→ **INSTRUCTIONS TO FOLLOW**
Report each line of the records below that uses the word "Human".

[Records contained in a dataset]
·····

//! Schema value types: desired index specs, the catalog's view of existing
//! indexes, plans, reports, and the webhook request record.

use std::collections::HashMap;
use std::fmt;
use std::time::Duration;

use mongodb::bson::{Bson, DateTime, Document};
use serde::{Deserialize, Serialize};

use crate::errors::InitError;
use crate::utils::validate_field_path;

/// Sort direction of one index key.
#[derive(Debug, Clone, Copy, PartialEq, Eq, Hash)]
pub enum SortDirection {
    Ascending,
    Descending,
}

impl SortDirection {
    /// The numeric value MongoDB uses in a key document (`1` or `-1`).
    pub fn as_i32(self) -> i32 {
        match self {
            Self::Ascending => 1,
            Self::Descending => -1,
        }
    }

    /// Parse a numeric key value. Any positive value is ascending and any
    /// negative value descending, matching how the server reads key documents.
    pub fn from_number(value: f64) -> Option<Self> {
        if value > 0.0 {
            Some(Self::Ascending)
        } else if value < 0.0 {
            Some(Self::Descending)
        } else {
            None
        }
    }
}

impl fmt::Display for SortDirection {
    fn fmt(&self, f: &mut fmt::Formatter<'_>) -> fmt::Result {
        write!(f, "{}", self.as_i32())
    }
}

/// A validated dotted field path, e.g. `headers.x-signature`.
#[derive(Debug, Clone, PartialEq, Eq, Hash)]
pub struct FieldPath(String);

impl FieldPath {
    /// Create a field path, rejecting empty segments, `$`-prefixed segments and NUL bytes.
    pub fn new(path: impl Into<String>) -> Result<Self, InitError> {
        let path = path.into();
        validate_field_path(&path)?;
        Ok(Self(path))
    }

    /// Wrap a compile-time constant path. Checked again by `IndexSpec::validate`.
    pub(crate) fn from_static(path: &'static str) -> Self {
        Self(path.to_string())
    }

    pub fn as_str(&self) -> &str {
        &self.0
    }

    /// The individual segments of the path.
    pub fn segments(&self) -> impl Iterator<Item = &str> {
        self.0.split('.')
    }
}

impl fmt::Display for FieldPath {
    fn fmt(&self, f: &mut fmt::Formatter<'_>) -> fmt::Result {
        f.write_str(&self.0)
    }
}

/// Options of a desired index. Defaults match a plain `createIndex` call.
#[derive(Debug, Clone, Default, PartialEq, Eq)]
pub struct IndexOptions {
    /// Explicit index name. When `None` the server's default name is used.
    pub name: Option<String>,
    pub unique: bool,
    pub sparse: bool,
    /// TTL for documents, only meaningful on date fields.
    pub expire_after: Option<Duration>,
}

/// One desired secondary index.
#[derive(Debug, Clone, PartialEq, Eq)]
pub struct IndexSpec {
    pub keys: Vec<(FieldPath, SortDirection)>,
    pub options: IndexOptions,
}

impl IndexSpec {
    /// Single-field index with default options.
    pub fn single(field: &str, direction: SortDirection) -> Result<Self, InitError> {
        Ok(Self {
            keys: vec![(FieldPath::new(field)?, direction)],
            options: IndexOptions::default(),
        })
    }

    pub fn with_options(mut self, options: IndexOptions) -> Self {
        self.options = options;
        self
    }

    /// Effective index name: the explicit one, or `<field>_<dir>` pairs joined by `_`.
    pub fn name(&self) -> String {
        if let Some(name) = &self.options.name {
            return name.clone();
        }
        self.keys
            .iter()
            .map(|(field, direction)| format!("{}_{}", field, direction))
            .collect::<Vec<_>>()
            .join("_")
    }

    /// Check the spec has at least one key and no field twice.
    pub fn validate(&self) -> Result<(), InitError> {
        if self.keys.is_empty() {
            return Err(InitError::validation("Index spec must have at least one key"));
        }
        for (i, (field, _)) in self.keys.iter().enumerate() {
            validate_field_path(field.as_str())?;
            if self.keys[..i].iter().any(|(other, _)| other == field) {
                return Err(InitError::validation(format!(
                    "Field '{}' appears more than once in index '{}'",
                    field,
                    self.name()
                )));
            }
        }
        if let Some(name) = &self.options.name {
            if name.is_empty() {
                return Err(InitError::validation("Index name cannot be empty"));
            }
        }
        Ok(())
    }

    /// The ordered field list, ignoring directions.
    pub fn fields(&self) -> Vec<&str> {
        self.keys.iter().map(|(field, _)| field.as_str()).collect()
    }
}

/// Kind of one key in an existing index.
#[derive(Debug, Clone, PartialEq, Eq)]
pub enum KeyType {
    Ordered(SortDirection),
    /// Non-ordered key types such as `text`, `hashed` or `2dsphere`.
    Special(String),
}

/// An index as reported by the catalog.
///
/// Carries every option that makes two indexes over the same keys behave
/// differently, so a partial, collated or hidden index is never mistaken
/// for a plain one.
#[derive(Debug, Clone, PartialEq)]
pub struct ExistingIndex {
    pub name: String,
    pub keys: Vec<(String, KeyType)>,
    pub unique: bool,
    pub sparse: bool,
    pub expire_after: Option<Duration>,
    pub partial_filter_expression: Option<Document>,
    pub collation: Option<Document>,
    pub hidden: bool,
}

impl ExistingIndex {
    /// Name of the primary-key index every collection carries.
    pub const PRIMARY_KEY_NAME: &'static str = "_id_";

    /// Build the catalog view of a desired spec, as it would look once created.
    pub fn from_spec(spec: &IndexSpec) -> Self {
        Self {
            name: spec.name(),
            keys: spec
                .keys
                .iter()
                .map(|(field, direction)| (field.to_string(), KeyType::Ordered(*direction)))
                .collect(),
            unique: spec.options.unique,
            sparse: spec.options.sparse,
            expire_after: spec.options.expire_after,
            partial_filter_expression: None,
            collation: None,
            hidden: false,
        }
    }

    pub fn primary_key() -> Self {
        Self {
            name: Self::PRIMARY_KEY_NAME.to_string(),
            keys: vec![("_id".to_string(), KeyType::Ordered(SortDirection::Ascending))],
            unique: false,
            sparse: false,
            expire_after: None,
            partial_filter_expression: None,
            collation: None,
            hidden: false,
        }
    }

    pub fn is_primary_key(&self) -> bool {
        self.name == Self::PRIMARY_KEY_NAME
    }

    /// Same fields, same order and same directions as the spec.
    pub fn has_same_keys(&self, spec: &IndexSpec) -> bool {
        self.keys.len() == spec.keys.len()
            && self
                .keys
                .iter()
                .zip(&spec.keys)
                .all(|((field, key_type), (want_field, want_dir))| {
                    field == want_field.as_str() && *key_type == KeyType::Ordered(*want_dir)
                })
    }

    /// Same ordered field list as the spec, regardless of key types.
    pub fn has_same_fields(&self, spec: &IndexSpec) -> bool {
        self.keys.len() == spec.keys.len()
            && self
                .keys
                .iter()
                .zip(&spec.keys)
                .all(|((field, _), (want_field, _))| field == want_field.as_str())
    }

    pub fn has_same_options(&self, spec: &IndexSpec) -> bool {
        self.unique == spec.options.unique
            && self.sparse == spec.options.sparse
            && self.expire_after == spec.options.expire_after
            && self.partial_filter_expression.is_none()
            && self.collation.is_none()
            && !self.hidden
    }

    /// Human-readable key document, e.g. `{method: 1}`.
    pub fn describe_keys(&self) -> String {
        let keys = self
            .keys
            .iter()
            .map(|(field, key_type)| match key_type {
                KeyType::Ordered(direction) => format!("{}: {}", field, direction),
                KeyType::Special(kind) => format!("{}: \"{}\"", field, kind),
            })
            .collect::<Vec<_>>()
            .join(", ");
        format!("{{{}}}", keys)
    }

    /// Human-readable option set, e.g. `{unique: true}`; `{}` for defaults.
    pub fn describe_options(&self) -> String {
        let mut options = Vec::new();
        if self.unique {
            options.push("unique: true".to_string());
        }
        if self.sparse {
            options.push("sparse: true".to_string());
        }
        if let Some(ttl) = self.expire_after {
            options.push(format!("expireAfterSeconds: {}", ttl.as_secs()));
        }
        if let Some(filter) = &self.partial_filter_expression {
            options.push(format!("partialFilterExpression: {}", filter));
        }
        if let Some(collation) = &self.collation {
            options.push(format!("collation: {}", collation));
        }
        if self.hidden {
            options.push("hidden: true".to_string());
        }
        format!("{{{}}}", options.join(", "))
    }
}

/// What the initializer will do for one desired index.
#[derive(Debug, Clone, PartialEq, Eq)]
pub enum IndexAction {
    Create,
    /// An equivalent index already exists, possibly under another name.
    AlreadyPresent { existing_name: String },
}

/// One planned index with its decided action.
#[derive(Debug, Clone, PartialEq, Eq)]
pub struct PlannedIndex {
    pub spec: IndexSpec,
    pub action: IndexAction,
}

/// The difference between the desired schema and the catalog.
#[derive(Debug, Clone, PartialEq, Eq)]
pub struct SchemaPlan {
    pub database: String,
    pub collection: String,
    pub collection_exists: bool,
    pub indexes: Vec<PlannedIndex>,
}

impl SchemaPlan {
    /// Names of the indexes that still need to be created.
    pub fn pending(&self) -> Vec<String> {
        self.indexes
            .iter()
            .filter(|planned| planned.action == IndexAction::Create)
            .map(|planned| planned.spec.name())
            .collect()
    }

    pub fn is_up_to_date(&self) -> bool {
        self.collection_exists && self.pending().is_empty()
    }
}

/// Outcome of a successful initialization.
#[derive(Debug, Clone, Default, PartialEq, Eq)]
pub struct InitReport {
    pub database: String,
    pub collection: String,
    pub collection_created: bool,
    pub created: Vec<String>,
    pub already_present: Vec<String>,
}

/// A captured webhook request as stored in the request collection.
///
/// The initializer never reads or writes these; the type documents the
/// shape the indexes are built for.
#[derive(Debug, Clone, PartialEq, Serialize, Deserialize)]
pub struct WebhookRequest {
    pub timestamp: DateTime,
    pub method: String,
    pub url: String,
    pub path: String,
    #[serde(default)]
    pub headers: HashMap<String, String>,
    #[serde(default)]
    pub query_params: HashMap<String, String>,
    pub body: Option<Bson>,
    pub client_host: Option<String>,
    pub user_agent: Option<String>,
    pub content_type: Option<String>,
    pub content_length: Option<String>,
    pub x_signature: Option<String>,
    pub x_timestamp: Option<String>,
}

impl WebhookRequest {
    /// Header carrying the request signature.
    pub const SIGNATURE_HEADER: &'static str = "x-signature";

    pub fn signature(&self) -> Option<&str> {
        self.headers.get(Self::SIGNATURE_HEADER).map(String::as_str)
    }
}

·····

→ **RESPONSE BELOW**
    /// Human-readable key document, e.g. `{method: 1}`.
    /// Human-readable option set, e.g. `{unique: true}`; `{}` for defaults.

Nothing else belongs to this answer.